Start of Given entries

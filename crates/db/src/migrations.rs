use sqlx::migrate::{MigrateError, Migrator};

use crate::DbPool;

pub static MIGRATOR: Migrator = sqlx::migrate!("../../migrations");

pub async fn run_pending(pool: &DbPool) -> Result<(), MigrateError> {
    MIGRATOR.run(pool).await
}
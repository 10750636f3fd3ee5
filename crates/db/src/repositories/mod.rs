use async_trait::async_trait;
use chrono::{DateTime, NaiveDate, Utc};
use thiserror::Error;

use liwa_core::catalog::{AddOn, RoomCategory};
use liwa_core::domain::reservation::{
    EvidenceId, ReferenceCode, Reservation, ReservationStatus,
};

pub mod evidence;
pub mod memory;
pub mod reservation;

pub use evidence::SqlEvidenceStore;
pub use memory::{InMemoryEvidenceStore, InMemoryReservationStore};
pub use reservation::SqlReservationStore;

#[derive(Debug, Error)]
pub enum StoreError {
    #[error("no reservation found for reference `{reference}`")]
    NotFound { reference: String },
    #[error("reservation `{reference}` was modified concurrently")]
    VersionConflict { reference: String },
    #[error("reference `{reference}` is already in use")]
    DuplicateReference { reference: String },
    #[error("database error: {0}")]
    Database(#[from] sqlx::Error),
    #[error("decode error: {0}")]
    Decode(String),
}

/// Full replacement values for the mutable stay fields, applied as a
/// single conditional write.
#[derive(Clone, Debug, PartialEq, Eq)]
pub struct ReservationChanges {
    pub room: RoomCategory,
    pub check_in: NaiveDate,
    pub check_out: NaiveDate,
    pub adults: u32,
    pub children: u32,
    pub phone: String,
    pub add_ons: Vec<AddOn>,
    pub total_amount: i64,
}

#[derive(Clone, Debug, Default)]
pub struct ReservationFilter {
    pub status: Option<ReservationStatus>,
    /// Inclusive lower bound on the check-in date.
    pub check_in_from: Option<NaiveDate>,
    /// Inclusive upper bound on the check-in date.
    pub check_in_to: Option<NaiveDate>,
    /// Matches against reference code, guest name, and email.
    pub search: Option<String>,
}

#[async_trait]
pub trait ReservationStore: Send + Sync {
    async fn create(&self, reservation: Reservation) -> Result<(), StoreError>;

    async fn find_by_reference(
        &self,
        reference: &ReferenceCode,
    ) -> Result<Option<Reservation>, StoreError>;

    async fn list(&self, filter: ReservationFilter) -> Result<Vec<Reservation>, StoreError>;

    /// Replaces the mutable stay fields and bumps the version, but only
    /// when the stored version still equals `expected_version`.
    async fn update_fields(
        &self,
        reference: &ReferenceCode,
        changes: ReservationChanges,
        expected_version: u32,
    ) -> Result<Reservation, StoreError>;

    /// Moves the reservation to a new status under the same version
    /// condition as [`ReservationStore::update_fields`].
    async fn update_status(
        &self,
        reference: &ReferenceCode,
        status: ReservationStatus,
        expected_version: u32,
    ) -> Result<Reservation, StoreError>;
}

#[derive(Clone, Debug, PartialEq, Eq)]
pub struct EvidenceRecord {
    pub id: EvidenceId,
    pub file_name: String,
    pub data: Vec<u8>,
    pub uploaded_at: DateTime<Utc>,
}

#[async_trait]
pub trait EvidenceStore: Send + Sync {
    async fn save(&self, record: EvidenceRecord) -> Result<(), StoreError>;
    async fn find_by_id(&self, id: &EvidenceId) -> Result<Option<EvidenceRecord>, StoreError>;
}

End of Given entries

■ Task directions:
Each line from the one that contains "pub struct EvidenceRecord" through the last line of the listing above should be written out exactly, and no other line.

■ Response:
pub struct EvidenceRecord {
    pub id: EvidenceId,
    pub file_name: String,
    pub data: Vec<u8>,
    pub uploaded_at: DateTime<Utc>,
}

#[async_trait]
pub trait EvidenceStore: Send + Sync {
    async fn save(&self, record: EvidenceRecord) -> Result<(), StoreError>;
    async fn find_by_id(&self, id: &EvidenceId) -> Result<Option<EvidenceRecord>, StoreError>;
}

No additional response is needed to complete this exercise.